━━ The records ━━

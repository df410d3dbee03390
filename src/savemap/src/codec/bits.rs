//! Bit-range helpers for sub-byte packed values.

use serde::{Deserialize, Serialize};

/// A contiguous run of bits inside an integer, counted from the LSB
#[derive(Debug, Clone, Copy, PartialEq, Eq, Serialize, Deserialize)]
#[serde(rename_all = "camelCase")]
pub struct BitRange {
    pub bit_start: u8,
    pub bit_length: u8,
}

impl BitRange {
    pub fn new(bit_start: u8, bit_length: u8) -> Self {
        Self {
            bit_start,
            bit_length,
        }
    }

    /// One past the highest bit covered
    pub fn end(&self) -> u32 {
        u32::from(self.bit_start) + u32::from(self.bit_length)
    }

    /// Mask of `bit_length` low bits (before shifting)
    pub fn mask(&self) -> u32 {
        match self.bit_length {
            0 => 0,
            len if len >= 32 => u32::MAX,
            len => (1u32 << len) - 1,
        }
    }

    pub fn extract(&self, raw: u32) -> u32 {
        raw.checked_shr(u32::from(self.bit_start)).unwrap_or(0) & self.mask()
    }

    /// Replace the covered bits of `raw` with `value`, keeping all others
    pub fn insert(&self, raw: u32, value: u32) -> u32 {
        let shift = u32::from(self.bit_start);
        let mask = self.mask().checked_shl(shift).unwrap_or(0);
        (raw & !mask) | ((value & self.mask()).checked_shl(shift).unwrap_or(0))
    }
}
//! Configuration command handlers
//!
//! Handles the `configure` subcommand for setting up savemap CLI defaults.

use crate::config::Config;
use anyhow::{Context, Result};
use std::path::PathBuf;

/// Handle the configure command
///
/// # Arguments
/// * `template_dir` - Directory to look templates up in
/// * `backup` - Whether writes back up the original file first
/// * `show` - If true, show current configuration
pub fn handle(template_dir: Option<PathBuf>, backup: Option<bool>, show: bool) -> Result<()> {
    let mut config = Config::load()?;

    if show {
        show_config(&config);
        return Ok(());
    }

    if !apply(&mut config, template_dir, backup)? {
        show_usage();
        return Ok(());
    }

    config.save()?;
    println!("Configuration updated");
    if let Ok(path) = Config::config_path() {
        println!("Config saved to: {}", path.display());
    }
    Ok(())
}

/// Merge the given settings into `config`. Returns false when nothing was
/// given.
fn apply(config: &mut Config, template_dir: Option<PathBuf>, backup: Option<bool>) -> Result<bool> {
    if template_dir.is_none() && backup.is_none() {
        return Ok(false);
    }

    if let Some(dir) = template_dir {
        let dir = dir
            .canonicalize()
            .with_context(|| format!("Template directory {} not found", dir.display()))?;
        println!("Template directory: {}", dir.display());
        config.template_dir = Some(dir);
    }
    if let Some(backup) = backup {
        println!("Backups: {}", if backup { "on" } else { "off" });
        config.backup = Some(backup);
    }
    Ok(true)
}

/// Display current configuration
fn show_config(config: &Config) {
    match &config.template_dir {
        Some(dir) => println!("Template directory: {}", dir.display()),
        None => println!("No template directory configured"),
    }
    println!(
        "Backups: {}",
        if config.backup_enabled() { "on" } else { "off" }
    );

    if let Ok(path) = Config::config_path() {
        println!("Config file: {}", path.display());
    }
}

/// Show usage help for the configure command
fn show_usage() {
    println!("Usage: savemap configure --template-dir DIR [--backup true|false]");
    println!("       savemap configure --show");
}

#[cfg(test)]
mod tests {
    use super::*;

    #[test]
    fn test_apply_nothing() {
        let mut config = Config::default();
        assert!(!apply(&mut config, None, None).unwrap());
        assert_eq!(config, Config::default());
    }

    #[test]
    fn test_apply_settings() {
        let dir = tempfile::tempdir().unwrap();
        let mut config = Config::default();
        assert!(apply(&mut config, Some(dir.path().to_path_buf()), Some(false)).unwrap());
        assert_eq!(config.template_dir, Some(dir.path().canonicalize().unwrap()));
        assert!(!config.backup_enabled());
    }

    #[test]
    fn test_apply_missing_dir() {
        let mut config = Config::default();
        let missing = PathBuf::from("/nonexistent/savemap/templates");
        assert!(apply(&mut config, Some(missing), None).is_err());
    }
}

━━━
━━ The records ━━

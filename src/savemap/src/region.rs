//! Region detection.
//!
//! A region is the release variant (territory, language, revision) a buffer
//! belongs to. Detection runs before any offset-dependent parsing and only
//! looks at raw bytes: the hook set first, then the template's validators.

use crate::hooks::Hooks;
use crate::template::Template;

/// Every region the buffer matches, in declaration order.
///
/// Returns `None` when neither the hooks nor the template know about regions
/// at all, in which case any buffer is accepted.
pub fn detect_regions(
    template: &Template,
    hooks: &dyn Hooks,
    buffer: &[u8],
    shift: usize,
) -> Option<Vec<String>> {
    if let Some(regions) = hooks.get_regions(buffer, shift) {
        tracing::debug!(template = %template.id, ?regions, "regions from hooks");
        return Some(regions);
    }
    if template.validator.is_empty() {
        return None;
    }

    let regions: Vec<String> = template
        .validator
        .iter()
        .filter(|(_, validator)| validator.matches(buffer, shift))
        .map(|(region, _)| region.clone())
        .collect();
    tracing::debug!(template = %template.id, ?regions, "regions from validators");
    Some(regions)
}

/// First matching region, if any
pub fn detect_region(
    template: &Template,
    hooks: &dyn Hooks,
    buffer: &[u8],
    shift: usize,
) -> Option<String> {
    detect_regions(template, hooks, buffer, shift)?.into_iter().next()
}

━━━
━━ The records ━━

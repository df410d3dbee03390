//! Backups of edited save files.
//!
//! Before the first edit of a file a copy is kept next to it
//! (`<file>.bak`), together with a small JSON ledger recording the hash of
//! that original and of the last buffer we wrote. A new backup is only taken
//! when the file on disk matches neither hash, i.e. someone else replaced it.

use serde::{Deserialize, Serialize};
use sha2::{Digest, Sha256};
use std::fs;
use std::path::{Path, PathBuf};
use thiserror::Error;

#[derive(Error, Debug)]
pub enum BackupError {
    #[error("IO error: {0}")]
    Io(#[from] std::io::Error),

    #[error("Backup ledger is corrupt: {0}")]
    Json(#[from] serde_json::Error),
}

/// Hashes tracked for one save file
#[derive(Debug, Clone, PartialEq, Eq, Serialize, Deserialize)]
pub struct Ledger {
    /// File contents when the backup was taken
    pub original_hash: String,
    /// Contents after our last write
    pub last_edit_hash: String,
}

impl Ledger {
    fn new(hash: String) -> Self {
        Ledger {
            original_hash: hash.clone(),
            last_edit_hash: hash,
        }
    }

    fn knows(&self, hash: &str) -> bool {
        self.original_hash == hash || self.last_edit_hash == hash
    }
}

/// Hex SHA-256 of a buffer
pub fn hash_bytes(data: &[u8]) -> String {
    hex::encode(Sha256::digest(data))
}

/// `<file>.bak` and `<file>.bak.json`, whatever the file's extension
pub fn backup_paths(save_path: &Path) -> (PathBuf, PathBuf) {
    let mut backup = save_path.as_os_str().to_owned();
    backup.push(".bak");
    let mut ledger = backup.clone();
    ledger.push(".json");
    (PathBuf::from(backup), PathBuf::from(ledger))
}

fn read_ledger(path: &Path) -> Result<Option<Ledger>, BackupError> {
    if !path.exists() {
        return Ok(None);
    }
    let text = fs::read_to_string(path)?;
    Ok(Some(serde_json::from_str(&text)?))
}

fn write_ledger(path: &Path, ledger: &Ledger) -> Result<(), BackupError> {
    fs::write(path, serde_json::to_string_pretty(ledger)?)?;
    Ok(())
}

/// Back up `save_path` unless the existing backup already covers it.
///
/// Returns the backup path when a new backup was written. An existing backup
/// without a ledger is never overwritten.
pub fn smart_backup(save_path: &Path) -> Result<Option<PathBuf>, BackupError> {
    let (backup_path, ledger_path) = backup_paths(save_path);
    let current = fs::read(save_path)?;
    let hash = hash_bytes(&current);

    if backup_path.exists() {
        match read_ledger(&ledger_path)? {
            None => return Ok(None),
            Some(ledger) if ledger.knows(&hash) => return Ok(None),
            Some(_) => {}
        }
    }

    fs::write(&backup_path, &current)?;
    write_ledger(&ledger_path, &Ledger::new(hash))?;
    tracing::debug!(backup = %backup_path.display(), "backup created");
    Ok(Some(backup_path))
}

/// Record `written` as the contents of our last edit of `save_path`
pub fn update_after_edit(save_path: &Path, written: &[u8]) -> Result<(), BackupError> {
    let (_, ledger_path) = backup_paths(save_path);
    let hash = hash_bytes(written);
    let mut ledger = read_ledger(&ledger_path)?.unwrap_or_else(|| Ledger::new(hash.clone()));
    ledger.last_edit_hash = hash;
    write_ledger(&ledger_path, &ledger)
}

━━━

* [Instructions for the task] Show each line in the data where the string "next" appears.

* [Reply to the exercise]
    detect_regions(template, hooks, buffer, shift)?.into_iter().next()
//! Before the first edit of a file a copy is kept next to it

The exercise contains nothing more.